Under that approach, customers can set a new “preferred method” for a given warehouse activity—such as requiring pickers to go to the very end of an aisle instead of doubling back—and change the time goal accordingly. Previous generations of LMS software would have required companies to conduct engineering studies, measure the efficiency of the new process, and make those changes manually, Brasca says.

Another way that employers can adapt their LMS platforms to the new workforce realities is by building tighter integrations with WMS software, says Dan Gilmore, chief marketing officer with Softeon, a Reston, Virginia-based supply chain software vendor.

The company offers a tool called “distancing-enabled task management” that combines the timing and labor standards of an LMS, the task-management ability of a WMS, and digital warehouse maps drawn from computer-aided design (CAD) files. When used in conjunction with wireless real-time location system (RTLS) tags worn by workers, the system allows managers to know where every employee is, where their next pick will be, and how fast they’ll reach it, Gilmore says.

“If one worker is still in an aisle, we could broadcast a message to a second worker, saying ‘Do not enter that aisle; don’t go to the assignment yet because the worker ahead is not [finished].’ So we will never allow a picker in a narrow-aisle situation to overtake the first picker,” Gilmore says. “Or we could allocate inventory from a secondary location even if it’s slotted a little farther away and dynamically vary the order of picking in real time.”

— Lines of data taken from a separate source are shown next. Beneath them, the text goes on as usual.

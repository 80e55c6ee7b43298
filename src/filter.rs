//! Team presets and their row-inclusion rules

use serde::{Deserialize, Serialize};
use std::fmt;

use crate::derive::EnrichedRow;
use crate::models::OrderRow;

/// Named row-inclusion rule selecting one team's slice of the orders.
/// Serializes as its display name, the same string `From<&str>` accepts.
#[derive(Debug, Clone, Copy, PartialEq, Eq, Hash, Serialize, Deserialize, Default)]
pub enum TeamPreset {
    #[default]
    #[serde(rename = "All Teams")]
    AllTeams,
    #[serde(rename = "Brand Team")]
    BrandTeam,
    #[serde(rename = "Performance Team")]
    PerformanceTeam,
    #[serde(rename = "Social Media Team")]
    SocialMediaTeam,
}

impl From<&str> for TeamPreset {
    fn from(s: &str) -> Self {
        match s {
            "All Teams" => TeamPreset::AllTeams,
            "Brand Team" => TeamPreset::BrandTeam,
            "Performance Team" => TeamPreset::PerformanceTeam,
            "Social Media Team" => TeamPreset::SocialMediaTeam,
            _ => TeamPreset::AllTeams, // unknown names never filter
        }
    }
}

impl fmt::Display for TeamPreset {
    fn fmt(&self, f: &mut fmt::Formatter<'_>) -> fmt::Result {
        f.write_str(self.name())
    }
}

impl TeamPreset {
    pub const ALL: [TeamPreset; 4] = [
        TeamPreset::AllTeams,
        TeamPreset::BrandTeam,
        TeamPreset::PerformanceTeam,
        TeamPreset::SocialMediaTeam,
    ];

    pub fn name(&self) -> &'static str {
        match self {
            TeamPreset::AllTeams => "All Teams",
            TeamPreset::BrandTeam => "Brand Team",
            TeamPreset::PerformanceTeam => "Performance Team",
            TeamPreset::SocialMediaTeam => "Social Media Team",
        }
    }

    /// Keywords matched (case-insensitively, as substrings) against the team assignment
    fn team_keywords(&self) -> &'static [&'static str] {
        match self {
            TeamPreset::AllTeams => &[],
            TeamPreset::BrandTeam => &["brand"],
            TeamPreset::PerformanceTeam => &["performance", "operations"],
            TeamPreset::SocialMediaTeam => &["social", "marketing"],
        }
    }

    /// Keywords matched against the product category
    fn category_keywords(&self) -> &'static [&'static str] {
        match self {
            TeamPreset::AllTeams | TeamPreset::PerformanceTeam => &[],
            TeamPreset::BrandTeam => &["premium", "luxury"],
            TeamPreset::SocialMediaTeam => &["featured", "campaign"],
        }
    }

    pub fn matches<T: TeamScoped + ?Sized>(&self, row: &T) -> bool {
        if *self == TeamPreset::AllTeams {
            return true;
        }
        contains_any(row.team_assignment(), self.team_keywords())
            || contains_any(row.product_category(), self.category_keywords())
    }
}

fn contains_any(value: Option<&str>, keywords: &[&str]) -> bool {
    let Some(value) = value else {
        return false;
    };
    let value = value.to_lowercase();
    keywords.iter().any(|k| value.contains(k))
}

/// Rows that carry the columns team presets look at
pub trait TeamScoped {
    fn team_assignment(&self) -> Option<&str>;
    fn product_category(&self) -> Option<&str>;
}

impl TeamScoped for OrderRow {
    fn team_assignment(&self) -> Option<&str> {
        self.team_assignment.as_deref()
    }

    fn product_category(&self) -> Option<&str> {
        self.product_category.as_deref()
    }
}

impl TeamScoped for EnrichedRow {
    fn team_assignment(&self) -> Option<&str> {
        self.row.team_assignment.as_deref()
    }

    fn product_category(&self) -> Option<&str> {
        self.row.product_category.as_deref()
    }
}

/// Returns a new dataset with the rows the preset keeps. "All Teams" keeps everything.
pub fn filter_by_team<T: TeamScoped + Clone>(rows: &[T], preset: TeamPreset) -> Vec<T> {
    if preset == TeamPreset::AllTeams {
        return rows.to_vec();
    }
    rows.iter().filter(|r| preset.matches(*r)).cloned().collect()
}

#[cfg(test)]
mod tests {
    use super::*;
    use crate::models::RawRecord;
    use crate::normalize::normalize_record;

    fn row(team: Option<&str>, category: Option<&str>) -> OrderRow {
        let mut row = normalize_record(&RawRecord::default());
        row.team_assignment = team.map(String::from);
        row.product_category = category.map(String::from);
        row
    }

    #[test]
    fn test_preset_names() {
        assert_eq!(TeamPreset::from("Brand Team"), TeamPreset::BrandTeam);
        assert_eq!(TeamPreset::from("Social Media Team"), TeamPreset::SocialMediaTeam);
        assert_eq!(TeamPreset::from("brand team"), TeamPreset::AllTeams);
        assert_eq!(TeamPreset::from("Finance Team"), TeamPreset::AllTeams);
        for preset in TeamPreset::ALL {
            assert_eq!(TeamPreset::from(preset.name()), preset);
        }
    }

    #[test]
    fn test_serialized_name_parses_back() {
        for preset in TeamPreset::ALL {
            let json = serde_json::to_value(preset).unwrap();
            assert_eq!(json, preset.name());
            assert_eq!(TeamPreset::from(json.as_str().unwrap()), preset);
            assert_eq!(serde_json::from_value::<TeamPreset>(json).unwrap(), preset);
        }
        assert_eq!(serde_json::to_value(TeamPreset::BrandTeam).unwrap(), "Brand Team");
    }

    #[test]
    fn test_all_teams_is_identity() {
        let rows = vec![row(None, None), row(Some("Brand Team"), Some("Books"))];
        assert_eq!(filter_by_team(&rows, TeamPreset::AllTeams), rows);
    }

    #[test]
    fn test_brand_excludes_performance_electronics() {
        let rows = vec![
            row(Some("Performance Team"), Some("Electronics")),
            row(Some("Brand Team"), Some("Books")),
            row(Some("Operations"), Some("premium goods")),
            row(None, Some("LUXURY watches")),
        ];
        let kept = filter_by_team(&rows, TeamPreset::BrandTeam);
        assert_eq!(kept.len(), 3);
        assert!(kept
            .iter()
            .all(|r| r.team_assignment.as_deref() != Some("Performance Team")));
    }

    #[test]
    fn test_performance_only_looks_at_team() {
        let rows = vec![
            row(Some("Warehouse Operations"), None),
            row(Some("performance team"), Some("Books")),
            row(Some("Brand Team"), Some("Premium")),
        ];
        assert_eq!(filter_by_team(&rows, TeamPreset::PerformanceTeam).len(), 2);
    }

    #[test]
    fn test_social_media() {
        let rows = vec![
            row(Some("Social Media Team"), None),
            row(Some("Marketing"), None),
            row(Some("Brand Team"), Some("Featured Items")),
            row(None, Some("Spring Campaign")),
            row(Some("Performance Team"), Some("Food")),
        ];
        assert_eq!(filter_by_team(&rows, TeamPreset::SocialMediaTeam).len(), 4);
    }

    #[test]
    fn test_missing_values_never_match() {
        let rows = vec![row(None, None)];
        assert!(filter_by_team(&rows, TeamPreset::BrandTeam).is_empty());
        assert!(filter_by_team(&rows, TeamPreset::PerformanceTeam).is_empty());
        assert!(filter_by_team(&rows, TeamPreset::SocialMediaTeam).is_empty());
    }
}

Like other experts, Gilmore says the new approach may not be quite as fast as previous practices, but it will allow DCs to continue operating while also keeping workers safe. “You’re probably going to take a little bit of a hit on productivity,” Gilmore says. “But taking a little bit of a hit on productivity to avoid shutting a warehouse down for deep cleaning is probably a pretty good investment.”

KINDER, GENTLER MANAGERS

At the same time they’re adjusting their labor standards—and labor management software—to reflect the new pandemic-era realities, many managers are also adjusting their style. Faced with a severe shortage of labor, they’re doing everything in their power to coax fearful employees to show up for work. To that end, they’re relaxing their usual rules—and in some cases, suspending their absence and tardiness policies—to encourage employees to keep coming in, Schnorbach says.

The question now is, are these changes here to stay? Companies may view them as temporary measures. But workers may decide they like the new normal and resist attempts to reimpose the old standards once the pandemic subsides. And now that the balance of power has shifted, it’s anybody’s guess who would prevail.

“It will be interesting to see what happens with labor in the long term,” Schnorbach says. “Going into the pandemic, our customers were seeing an enormous shortage of labor. And now workers have gained a little leverage because [companies] have realized how important it is to have them in the building.”